Problem = Report all lines of the records that contain "inner".

Source material =
impl Expr {
    /// Coefficients `[a0, a1, ..., an]` when the tree is a plain polynomial in `var`.
    ///
    /// Accepts sums, products, division by non-zero constants and non-negative integer powers,
    /// so factored forms such as `x*(x+1)` or `(x**2+1)**2` are expanded. Anything else
    /// (functions, division by `var`, degree above `MAX_POLYNOMIAL_DEGREE`) gives `None`.
    pub fn polynomial_coefficients(&self, var: &str) -> Option<Vec<f64>> {
        let coefficients = match self {
            Expr::Const(c) => vec![*c],
            Expr::Var(name) if name == var => vec![0.0, 1.0],
            Expr::Add(lhs, rhs) => add_coefficients(
                &lhs.polynomial_coefficients(var)?,
                &rhs.polynomial_coefficients(var)?,
                1.0,
            ),
            Expr::Sub(lhs, rhs) => add_coefficients(
                &lhs.polynomial_coefficients(var)?,
                &rhs.polynomial_coefficients(var)?,
                -1.0,
            ),
            Expr::Mul(lhs, rhs) => {
                mul_coefficients(&lhs.polynomial_coefficients(var)?, &rhs.polynomial_coefficients(var)?)
            }
            Expr::Div(lhs, rhs) => match rhs.as_ref() {
                Expr::Const(c) if *c != 0.0 => lhs.polynomial_coefficients(var)?.iter().map(|a| a / c).collect(),
                _ => return None,
            },
            Expr::Pow(base, exp) => match exp.as_ref() {
                Expr::Const(n) if n.fract() == 0.0 && *n >= 0.0 && *n <= MAX_POLYNOMIAL_DEGREE as f64 => {
                    let base = base.polynomial_coefficients(var)?;
                    let mut acc = vec![1.0];
                    for _ in 0..(*n as usize) {
                        acc = mul_coefficients(&acc, &base);
                        if acc.len() > MAX_POLYNOMIAL_DEGREE + 1 {
                            return None;
                        }
                    }
                    acc
                }
                _ => return None,
            },
            _ => return None,
        };
        if coefficients.len() > MAX_POLYNOMIAL_DEGREE + 1 || coefficients.iter().any(|c| !c.is_finite()) {
            return None;
        }
        Some(coefficients)
    }

    /// `a0 + a1*var + ... + an*var^n` with zero coefficients left out, highest degree first.
    pub fn from_coefficients(coefficients: &[f64], var: &str) -> Expr {
        let x = Expr::Var(var.to_string());
        coefficients
            .iter()
            .enumerate()
            .rev()
            .filter(|(_, c)| **c != 0.0)
            .map(|(k, c)| {
                let rest = match k {
                    0 => None,
                    1 => Some(x.clone()),
                    _ => Some(x.clone().pow(Expr::Const(k as f64))),
                };
                build_term(*c, rest)
            })
            .reduce(|acc, term| acc + term)
            .unwrap_or(Expr::Const(0.0))
    }
}

fn add_coefficients(a: &[f64], b: &[f64], sign: f64) -> Vec<f64> {
    (0..a.len().max(b.len()))
        .map(|i| a.get(i).copied().unwrap_or(0.0) + sign * b.get(i).copied().unwrap_or(0.0))
        .collect()
}

fn mul_coefficients(a: &[f64], b: &[f64]) -> Vec<f64> {
    let mut product = vec![0.0; a.len() + b.len() - 1];
    for (i, ai) in a.iter().enumerate() {
        for (j, bj) in b.iter().enumerate() {
            product[i + j] += ai * bj;
        }
    }
    product
}

/// Represents the variable part of a polynomial term (monomial).
///
/// `3x^2` has monomial key `{"x": 2}` and coefficient `3`; a constant has the empty key.
/// `BTreeMap` keeps the key canonical and ordered.
#[derive(Clone, Debug, PartialEq, Eq, Hash, PartialOrd, Ord)]
pub struct MonomialKey(pub BTreeMap<String, i32>);

impl MonomialKey {
    pub fn degree(&self) -> i32 {
        self.0.values().sum()
    }

    fn to_expr(&self) -> Option<Expr> {
        self.0
            .iter()
            .filter(|(_, exp)| **exp != 0)
            .map(|(var, exp)| {
                let var_expr = Expr::Var(var.clone());
                if *exp == 1 {
                    var_expr
                } else {
                    Expr::Pow(Box::new(var_expr), Box::new(Expr::Const(*exp as f64)))
                }
            })
            .reduce(|a, b| Expr::Mul(Box::new(a), Box::new(b)))
    }
}

/// Flatten nested multiplication expressions into a list of factors.
fn flatten_mul(expr: &Expr, out: &mut Vec<Expr>) {
    match expr {
        Expr::Mul(a, b) => {
            flatten_mul(a, out);
            flatten_mul(b, out);
        }
        _ => out.push(expr.clone()),
    }
}

/// Monomial key of a coefficient-free term: products of variables and integer powers of variables.
fn monomial_key(rest: &Option<Expr>) -> Option<MonomialKey> {
    let Some(rest) = rest else {
        return Some(MonomialKey(BTreeMap::new()));
    };
    let mut factors = Vec::new();
    flatten_mul(rest, &mut factors);
    let mut map = BTreeMap::new();
    for factor in factors {
        match factor {
            Expr::Var(v) => *map.entry(v).or_insert(0) += 1,
            Expr::Pow(base, exp) => match (*base, *exp) {
                (Expr::Var(v), Expr::Const(n)) if is_integer(n) => {
                    *map.entry(v).or_insert(0) += n as i32
                }
                _ => return None,
            },
            _ => return None,
        }
    }
    Some(MonomialKey(map))
}

/// Flatten nested Add/Sub expressions into signed `(coefficient, rest)` terms.
///
/// Subtraction negates the coefficient; a constant multiple of a sum is distributed:
/// `a - 2 * (b + c)` becomes `[a, -2 b, -2 c]`.
fn flatten_add(expr: &Expr, sign: f64, out: &mut Vec<(f64, Option<Expr>)>) {
    match expr {
        Expr::Add(a, b) => {
            flatten_add(a, sign, out);
            flatten_add(b, sign, out);
        }
        Expr::Sub(a, b) => {
            flatten_add(a, sign, out);
            flatten_add(b, -sign, out);
        }
        _ => {
            let (coeff, rest) = split_coefficient(expr);
            match rest {
                Some(inner @ (Expr::Add(..) | Expr::Sub(..))) => {
                    flatten_add(&inner, sign * coeff, out)
                }
                rest => out.push((sign * coeff, rest)),
            }
        }
    }
}

enum Slot {
    Polynomial,
    Other(usize),
}

/// Collects like terms of a sum and rebuilds it in canonical order.
fn collect_sum(expr: &Expr) -> Expr {
    let mut terms = Vec::new();
    flatten_add(expr, 1.0, &mut terms);

    let mut slots: Vec<Slot> = Vec::new();
    let mut polynomial: BTreeMap<MonomialKey, f64> = BTreeMap::new();
    let mut others: Vec<(Expr, f64)> = Vec::new();
    for (coeff, rest) in terms {
        if let Some(key) = monomial_key(&rest) {
            if !slots.iter().any(|s| matches!(s, Slot::Polynomial)) {
                slots.push(Slot::Polynomial);
            }
            *polynomial.entry(key).or_insert(0.0) += coeff;
        } else if let Some(rest) = rest {
            match others.iter().position(|(existing, _)| existing == &rest) {
                Some(i) => others[i].1 += coeff,
                None => {
                    slots.push(Slot::Other(others.len()));
                    others.push((rest, coeff));
                }
            }
        }
    }

    // descending degree, constant term after the x terms
    let mut poly_terms: Vec<(MonomialKey, f64)> =
        polynomial.into_iter().filter(|(_, c)| *c != 0.0).collect();
    poly_terms.sort_by(|(a, _), (b, _)| b.degree().cmp(&a.degree()).then_with(|| a.cmp(b)));

    let mut signed_terms: Vec<(f64, Option<Expr>)> = Vec::new();
    for slot in slots {
        match slot {
            Slot::Polynomial => {
                for (key, coeff) in &poly_terms {
                    signed_terms.push((*coeff, key.to_expr()));
                }
            }
            Slot::Other(i) => {
                let (rest, coeff) = &others[i];
                if *coeff != 0.0 {
                    signed_terms.push((*coeff, Some(rest.clone())));
                }
            }
        }
    }

    let mut result: Option<Expr> = None;
    for (coeff, rest) in signed_terms {
        result = Some(match result {
            None => build_term(coeff, rest),
            Some(acc) if coeff < 0.0 => {
                Expr::Sub(Box::new(acc), Box::new(build_term(-coeff, rest)))
            }
            Some(acc) => Expr::Add(Box::new(acc), Box::new(build_term(coeff, rest))),
        });
    }
    result.unwrap_or(Expr::Const(0.0))
}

Solution for this task =
                Some(inner @ (Expr::Add(..) | Expr::Sub(..))) => {
                    flatten_add(&inner, sign * coeff, out)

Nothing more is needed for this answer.